A weekly sentiment survey has been conducted by the American Association of Individual Investors for decades. The AAII asks participants if they are bullish, neutral, or bearish on stocks over the next six months. Survey results are typically used as contrarian indicators, meaning extreme bullishness is perceived as bearish and vice-versa. There are a number of ways to analyze AAII data, and I choose to use the spread between the percentage of bulls and percentage of bears (as opposed to just looking at bulls or bears in isolation).

Articles: Sentiment Analysis by Ramraika, Is the AAII Sentiment Survey a Contrarian Indicator? by Rotblut
Filter Rule: If the 4-week average of % Bulls – % Bears is greater than 25% (extreme optimism), be out of the market
Notes: Survey results are released each Thursday
Current Reading: -5% (less bulls than bears)
Data Source: AAII


State Street launched SPY, the ETF that this site runs all of its analysis on, in 1993. State Street started providing shares outstanding data for SPY in 2006. The number of SPY shares outstanding grows or shrinks based on the creation and redemption activity of authorized participants. Basically, when SPY is in hot demand and the number of shares outstanding is rapidly increasing, that’s typically been a sign of excess optimism. Vice-versa for redemption and pessimism.

Articles: Update On A Powerful Measure of Stock Market Sentiment by Steenbarger, ETF Float As A Sentiment Indicator by McClellan
Filter Rule: If the 4-week average of the 3-month change in SPY’s percentage of shares outstanding is greater than or equal to +5%, be out of the market
Notes: State Street doesn’t publish Friday’s shares outstanding data until Monday, so this metric is run off of Thursday’s data
Current Reading: -0.5%
Data Source: State Street Global Advisors


The NAAIM Index is similar to the AAII survey. The National Association of Active Investment Managers asks their members each week what their average level of exposure is to the U.S. stock market. High exposure is an indicator of optimism among active money managers.

Filter Rule: If the 4-week average of the NAAIM exposure index is greater than 85%, be out of the market
Notes: Survey results are released each Thursday
Current Reading: 63%
Data Source: NAAIM


The Chicago Board Options Exchange (CBOE) reports three different put/call ratios: total, index, and equity. The index ratio calculates the volume of index puts traded relative to index calls. The equity ratio calculates the same ratio but for individual stocks. The total put/call ratio combines both measures. For simplicity, this site sticks to the total put/call ratio to provide the most comprehensive view of options sentiment. A high put/call ratio indicates negative sentiment.
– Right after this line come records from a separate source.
use clap::{Args, Subcommand};
use std::error::Error;

use dietdesk_core::{ClientId, DietType, HttpPlanApi, Meal, MealPlan, MealPlanDraft, PlanStore};

use super::{confirm, open_store, runtime, OutputFormat};
use crate::config::Config;

#[derive(Args)]
pub struct PlanCommand {
    #[command(subcommand)]
    pub command: PlanSubcommand,
}

#[derive(Subcommand)]
pub enum PlanSubcommand {
    /// List a client's meal plans
    List {
        /// Client ID
        #[arg(long)]
        client: String,

        /// Output format
        #[arg(long, short, value_enum, default_value = "text")]
        format: OutputFormat,
    },

    /// Show meal plan details
    Show {
        /// Client ID
        #[arg(long)]
        client: String,

        /// Meal plan ID or name
        plan: String,

        /// Output format
        #[arg(long, short, value_enum, default_value = "text")]
        format: OutputFormat,
    },

    /// Create a meal plan for a client
    Create {
        /// Client ID
        #[arg(long)]
        client: String,

        /// Plan name, unique per client (case-insensitive)
        #[arg(long)]
        name: String,

        /// Diet type (balanced, keto, vegan, vegetarian, paleo, ...)
        #[arg(long = "diet-type", value_name = "TYPE")]
        diet_type: String,

        /// Daily calorie target
        #[arg(long)]
        calories: u32,

        /// Notes for the client
        #[arg(long)]
        notes: Option<String>,

        /// Image URL
        #[arg(long = "image-url")]
        image_url: Option<String>,

        /// Meal as "name:calories[:details]" (can be repeated)
        #[arg(long = "meal", value_name = "MEAL")]
        meals: Vec<String>,
    },

    /// Delete a meal plan and all of its scheduled days
    Delete {
        /// Client ID
        #[arg(long)]
        client: String,

        /// Meal plan ID or name
        plan: String,

        /// Skip confirmation prompt
        #[arg(long, short)]
        force: bool,
    },
}

impl PlanCommand {
    pub fn run(&self, config: &Config) -> Result<(), Box<dyn Error>> {
        let rt = runtime()?;
        rt.block_on(self.execute(config))
    }

    async fn execute(&self, config: &Config) -> Result<(), Box<dyn Error>> {
        let mut store = open_store(config)?;

        match &self.command {
            PlanSubcommand::List { client, format } => {
                let plans = store.load_client(&ClientId::from(client.as_str())).await?;

                match format {
                    OutputFormat::Json => {
                        println!("{}", serde_json::to_string_pretty(plans)?);
                    }
                    OutputFormat::Text => {
                        if plans.is_empty() {
                            println!("No meal plans found");
                            return Ok(());
                        }
                        for plan in plans {
                            println!(
                                "  {:24} {:14} {:>5} kcal  {} day(s)  [{}]",
                                plan.plan_name,
                                plan.diet_type,
                                plan.calories,
                                plan.assigned_dates.len(),
                                plan.id
                            );
                        }
                        println!("\nTotal: {} meal plan(s)", plans.len());
                    }
                }
                Ok(())
            }

            PlanSubcommand::Show {
                client,
                plan,
                format,
            } => {
                store.load_client(&ClientId::from(client.as_str())).await?;
                let found = find_plan(&store, plan)?;

                match format {
                    OutputFormat::Json => {
                        println!("{}", serde_json::to_string_pretty(found)?);
                    }
                    OutputFormat::Text => {
                        print!("{}", found);
                        if found.assigned_dates.is_empty() {
                            println!("\nNot scheduled");
                        } else {
                            let days: Vec<String> =
                                found.assigned_dates.iter().map(ToString::to_string).collect();
                            println!("\nScheduled: {}", days.join(", "));
                        }
                    }
                }
                Ok(())
            }

            PlanSubcommand::Create {
                client,
                name,
                diet_type,
                calories,
                notes,
                image_url,
                meals,
            } => {
                let diet_type: DietType = diet_type.parse()?;
                let mut draft = MealPlanDraft::new(name.as_str(), diet_type, *calories);
                if let Some(notes) = notes {
                    draft = draft.with_notes(notes.as_str());
                }
                if let Some(url) = image_url {
                    draft = draft.with_image_url(url.as_str());
                }
                for meal in meals {
                    draft = draft.with_meal(parse_meal(meal)?);
                }

                let client = ClientId::from(client.as_str());
                store.load_client(&client).await?;
                let plan = store.create_plan(&client, draft).await?;

                println!("Created meal plan: {} ({})", plan.plan_name, plan.id);
                Ok(())
            }

            PlanSubcommand::Delete {
                client,
                plan,
                force,
            } => {
                store.load_client(&ClientId::from(client.as_str())).await?;
                let found = find_plan(&store, plan)?;
                let id = found.id.clone();

                if !force {
                    let prompt = format!(
                        "Delete meal plan '{}' scheduled on {} day(s)?",
                        found.plan_name,
                        found.assigned_dates.len()
                    );
                    if !confirm(&prompt)? {
                        println!("Deletion cancelled.");
                        return Ok(());
                    }
                }

                let deleted = store.delete_plan(&id).await?;
                println!("Deleted meal plan: {}", deleted.plan_name);
                Ok(())
            }
        }
    }
}

pub(crate) fn find_plan<'a>(
    store: &'a PlanStore<HttpPlanApi>,
    plan: &str,
) -> Result<&'a MealPlan, String> {
    store
        .find(plan)
        .ok_or_else(|| format!("Meal plan not found: {}", plan))
}

/// Parses "name:calories[:details]"; details may contain further colons.
fn parse_meal(s: &str) -> Result<Meal, String> {
    let mut parts = s.splitn(3, ':');
    let name = parts.next().map(str::trim).unwrap_or_default();
    let calories = parts.next().map(str::trim);

    if name.is_empty() {
        return Err(format!("Invalid meal '{}'. Use name:calories[:details]", s));
    }
    let calories: u32 = calories
        .and_then(|c| c.parse().ok())
        .ok_or_else(|| format!("Invalid calories in meal '{}'. Use name:calories[:details]", s))?;

    let meal = Meal::new(name, calories);
    Ok(match parts.next().map(str::trim) {
        Some(details) if !details.is_empty() => meal.with_details(details),
        _ => meal,
    })
}

#[cfg(test)]
mod tests {
    use super::*;

    #[test]
    fn test_parse_meal() {
        let meal = parse_meal("Oats:350").unwrap();
        assert_eq!(meal.name, "Oats");
        assert_eq!(meal.calories, 350);
        assert!(meal.details.is_empty());
    }

    #[test]
    fn test_parse_meal_with_details() {
        let meal = parse_meal("Salad : 420 : dressing on the side: lemon").unwrap();
        assert_eq!(meal.name, "Salad");
        assert_eq!(meal.calories, 420);
        assert_eq!(meal.details, "dressing on the side: lemon");
    }

    #[test]
    fn test_parse_meal_errors() {
        assert!(parse_meal("Oats").is_err());
        assert!(parse_meal("Oats:lots").is_err());
        assert!(parse_meal(":300").is_err());
    }
}
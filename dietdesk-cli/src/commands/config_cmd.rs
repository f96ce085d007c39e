use clap::{Args, Subcommand};
use std::fs;
use std::io::Write;
use std::path::PathBuf;

use super::OutputFormat;
use crate::config::{Config, ConfigValue, DEFAULT_API_URL};

#[derive(Args)]
pub struct ConfigCommand {
    #[command(subcommand)]
    pub command: ConfigSubcommand,
}

#[derive(Subcommand)]
pub enum ConfigSubcommand {
    /// Show current configuration values
    Show {
        /// Output format
        #[arg(long, short, value_enum, default_value = "text")]
        format: OutputFormat,
    },

    /// Initialize configuration file
    Init,
}

impl ConfigCommand {
    pub fn run(
        &self,
        config: &Config,
        cli_config_path: Option<PathBuf>,
    ) -> Result<(), Box<dyn std::error::Error>> {
        match &self.command {
            ConfigSubcommand::Show { format } => {
                match format {
                    OutputFormat::Json => {
                        println!("{}", serde_json::to_string_pretty(config)?);
                    }
                    OutputFormat::Text => {
                        println!("Configuration");
                        println!("=============\n");

                        if let Some(path) = &config.config_file {
                            println!("Config file: {}", path.display());
                        } else {
                            println!(
                                "Config file: {} (not found)",
                                Config::default_config_path().display()
                            );
                        }
                        println!();

                        print_value("api_url", &config.api_url, |v| v.clone());
                        print_value("token", &config.token, |v| {
                            if v.is_some() { "****" } else { "(not set)" }.to_string()
                        });
                        print_value("dietitian_id", &config.dietitian_id, |v| {
                            v.clone().unwrap_or_else(|| "(not set)".to_string())
                        });
                        print_value("dietitian_name", &config.dietitian_name, |v| v.clone());
                        print_value(
                            "request_timeout_secs",
                            &config.request_timeout_secs,
                            u64::to_string,
                        );
                        print_value(
                            "refresh_interval_secs",
                            &config.refresh_interval_secs,
                            u64::to_string,
                        );
                    }
                }
                Ok(())
            }

            ConfigSubcommand::Init => {
                let config_path = cli_config_path.unwrap_or_else(Config::default_config_path);

                if config_path.exists() {
                    println!("Config file already exists: {}", config_path.display());
                    println!("Use 'diet config show' to view current configuration.");
                    return Ok(());
                }

                if let Some(parent) = config_path.parent() {
                    fs::create_dir_all(parent)?;
                }

                let mut file = fs::File::create(&config_path)?;
                file.write_all(default_config().as_bytes())?;

                println!("Created config file: {}", config_path.display());
                println!("\nSet token and dietitian_id, then run 'diet clients list'.");
                Ok(())
            }
        }
    }
}

fn print_value<T>(key: &str, value: &ConfigValue<T>, show: impl Fn(&T) -> String) {
    println!("{}: {}", key, show(&value.value));
    println!("  source: {}", value.source);
    println!();
}

fn default_config() -> String {
    format!(
        r#"# dietdesk configuration

# Base URL of the platform API
api_url: {}

# Credentials of the signed-in dietitian (or DIETDESK_TOKEN / DIETDESK_DIETITIAN_ID)
# token: <bearer token>
# dietitian_id: <your user id>
dietitian_name: Dietitian

# request_timeout_secs: 30
# refresh_interval_secs: 60
"#,
        DEFAULT_API_URL
    )
}

#[cfg(test)]
mod tests {
    use super::*;
    use crate::config::ConfigSource;
    use tempfile::tempdir;

    #[test]
    fn test_default_config_parses() {
        let temp_dir = tempdir().unwrap();
        let config_path = temp_dir.path().join("config.yaml");
        fs::write(&config_path, default_config()).unwrap();

        let config = Config::load(Some(config_path)).unwrap();
        assert_eq!(config.api_url.value, DEFAULT_API_URL);
        assert_eq!(config.dietitian_name.source, ConfigSource::File);
    }

    #[test]
    fn test_init_writes_to_given_path() {
        let temp_dir = tempdir().unwrap();
        let config_path = temp_dir.path().join("nested").join("config.yaml");
        let config = Config::load(Some(config_path.clone())).unwrap();

        let cmd = ConfigCommand {
            command: ConfigSubcommand::Init,
        };
        cmd.run(&config, Some(config_path.clone())).unwrap();

        let contents = fs::read_to_string(&config_path).unwrap();
        assert!(contents.contains("api_url:"));
    }
}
Articles: Use the Put-Call Ratio to Gauge Stock Market Sentiment by Ruffy, Ultimate Guide to the Put/Call Ratio by Mitchell
Filter Rule: If the 4-week average of the CBOE total put/call ratio is less than or equal to 0.90 (indicating optimism), be out of the market
Current Reading: 0.90
Data Source: CBOE


Of all the above sentiment measures, the VIX gets the most attention. The VIX is a measure of the S&P’s expected volatility over the next 30 days. It is calculated by measuring the implied volatility of a wide range of S&P 500 index options. Divide the spot VIX by the square root of 12 to get an approximation of the expected range of the S&P over the next 30 days. It should be noted that you can’t trade the spot VIX index. Investors get VIX exposure through VIX futures & options or ETFs/ETNs that own VIX derivatives.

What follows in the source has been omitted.